■ Your instructions ■
Report back each line of the records that contains the string "null".

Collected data
// Copyright 2019-2026 ChainSafe Systems
// SPDX-License-Identifier: Apache-2.0, MIT

pub mod common;

use std::time::Duration;

use tempfile::TempDir;

use crate::common::{free_addr, lily};

#[test]
fn help_lists_the_commands() {
    let repo = TempDir::new().unwrap();
    let output = lily(&repo).arg("--help").assert().success();
    let stdout = String::from_utf8_lossy(&output.get_output().stdout).into_owned();
    for cmd in ["daemon", "job", "index", "gap", "migrate", "log"] {
        assert!(stdout.contains(cmd), "{cmd} missing from help");
    }
}

#[test]
fn default_config_is_valid_toml() {
    let repo = TempDir::new().unwrap();
    let output = lily(&repo).args(["config", "default"]).assert().success();
    let config: toml::Table =
        toml::from_str(std::str::from_utf8(&output.get_output().stdout).unwrap()).unwrap();
    assert!(config.contains_key("api"));
    assert!(config.contains_key("node"));
}

#[test]
fn init_writes_the_repository_config_once() {
    let repo = TempDir::new().unwrap();
    lily(&repo).arg("init").assert().success();
    assert!(repo.path().join("config.toml").is_file());

    // The written config is picked up from the repository.
    lily(&repo).args(["config", "dump"]).assert().success();

    lily(&repo).arg("init").assert().code(1);
    lily(&repo).args(["init", "--force"]).assert().success();
}

#[test]
fn invalid_config_is_a_user_error() {
    let repo = TempDir::new().unwrap();
    let path = repo.path().join("broken.toml");
    std::fs::write(&path, "[node\nretries = ").unwrap();
    lily(&repo)
        .arg("--config")
        .arg(&path)
        .args(["config", "dump"])
        .assert()
        .code(1);

    lily(&repo)
        .arg("--config")
        .arg(repo.path().join("missing.toml"))
        .args(["config", "dump"])
        .assert()
        .code(1);
}

#[test]
fn bad_flags_are_user_errors() {
    let repo = TempDir::new().unwrap();
    lily(&repo).arg("frobnicate").assert().code(1);
    lily(&repo)
        .args(["job", "run", "walk", "--from", "ten", "--to", "20"])
        .assert()
        .code(1);
    lily(&repo)
        .args(["job", "run", "--window", "soon", "watch"])
        .assert()
        .code(1);
}

#[test]
fn unreachable_daemon_is_an_internal_error() {
    let repo = TempDir::new().unwrap();
    lily(&repo)
        .arg("--api")
        .arg(format!("http://{}", free_addr()))
        .args(["job", "list"])
        .assert()
        .code(2);
}

#[test]
fn daemon_serves_until_shutdown() {
    let repo = TempDir::new().unwrap();
    let listen = free_addr();
    let api = format!("http://{listen}");
    let api = api.as_str();
    let mut daemon = std::process::Command::new(env!("CARGO_BIN_EXE_lily"))
        .env("LILY_REPO", repo.path())
        .env_remove("LILY_CONFIG")
        .args(["daemon", "--listen", listen.to_string().as_str()])
        .stdout(std::process::Stdio::null())
        .stderr(std::process::Stdio::null())
        .spawn()
        .unwrap();

    let mut listed = false;
    for _ in 0..100 {
        let status = lily(&repo)
            .args(["--api", api, "job", "list", "--json"])
            .output()
            .unwrap();
        if status.status.success() {
            assert_eq!(String::from_utf8_lossy(&status.stdout).trim(), "[]");
            listed = true;
            break;
        }
        std::thread::sleep(Duration::from_millis(100));
    }
    if !listed {
        let _ = daemon.kill();
        panic!("daemon did not come up on {listen}");
    }

    // Unknown job ids are the caller's mistake.
    lily(&repo)
        .args(["--api", api, "job", "stop", "42"])
        .assert()
        .code(1);
    lily(&repo)
        .args(["--api", api, "log", "set-level", "lily", "debug"])
        .assert()
        .success();

    lily(&repo)
        .args(["--api", api, "shutdown"])
        .assert()
        .success();
    let status = daemon.wait().unwrap();
    assert!(status.success());
}
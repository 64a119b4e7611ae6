// Copyright 2019-2026 ChainSafe Systems
// SPDX-License-Identifier: Apache-2.0, MIT

use std::io::IsTerminal as _;

#[derive(Debug, Default, Clone, Copy, PartialEq, Eq, strum::EnumString, strum::Display)]
#[strum(serialize_all = "kebab-case")]
pub enum LoggingColor {
    Always,
    #[default]
    Auto,
    Never,
}

impl LoggingColor {
    pub fn coloring_enabled(&self) -> bool {
        match self {
            LoggingColor::Auto => std::io::stdout().is_terminal(),
            LoggingColor::Always => true,
            LoggingColor::Never => false,
        }
    }
}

■ Solution to the problem ■
        .stdout(std::process::Stdio::null())
        .stderr(std::process::Stdio::null())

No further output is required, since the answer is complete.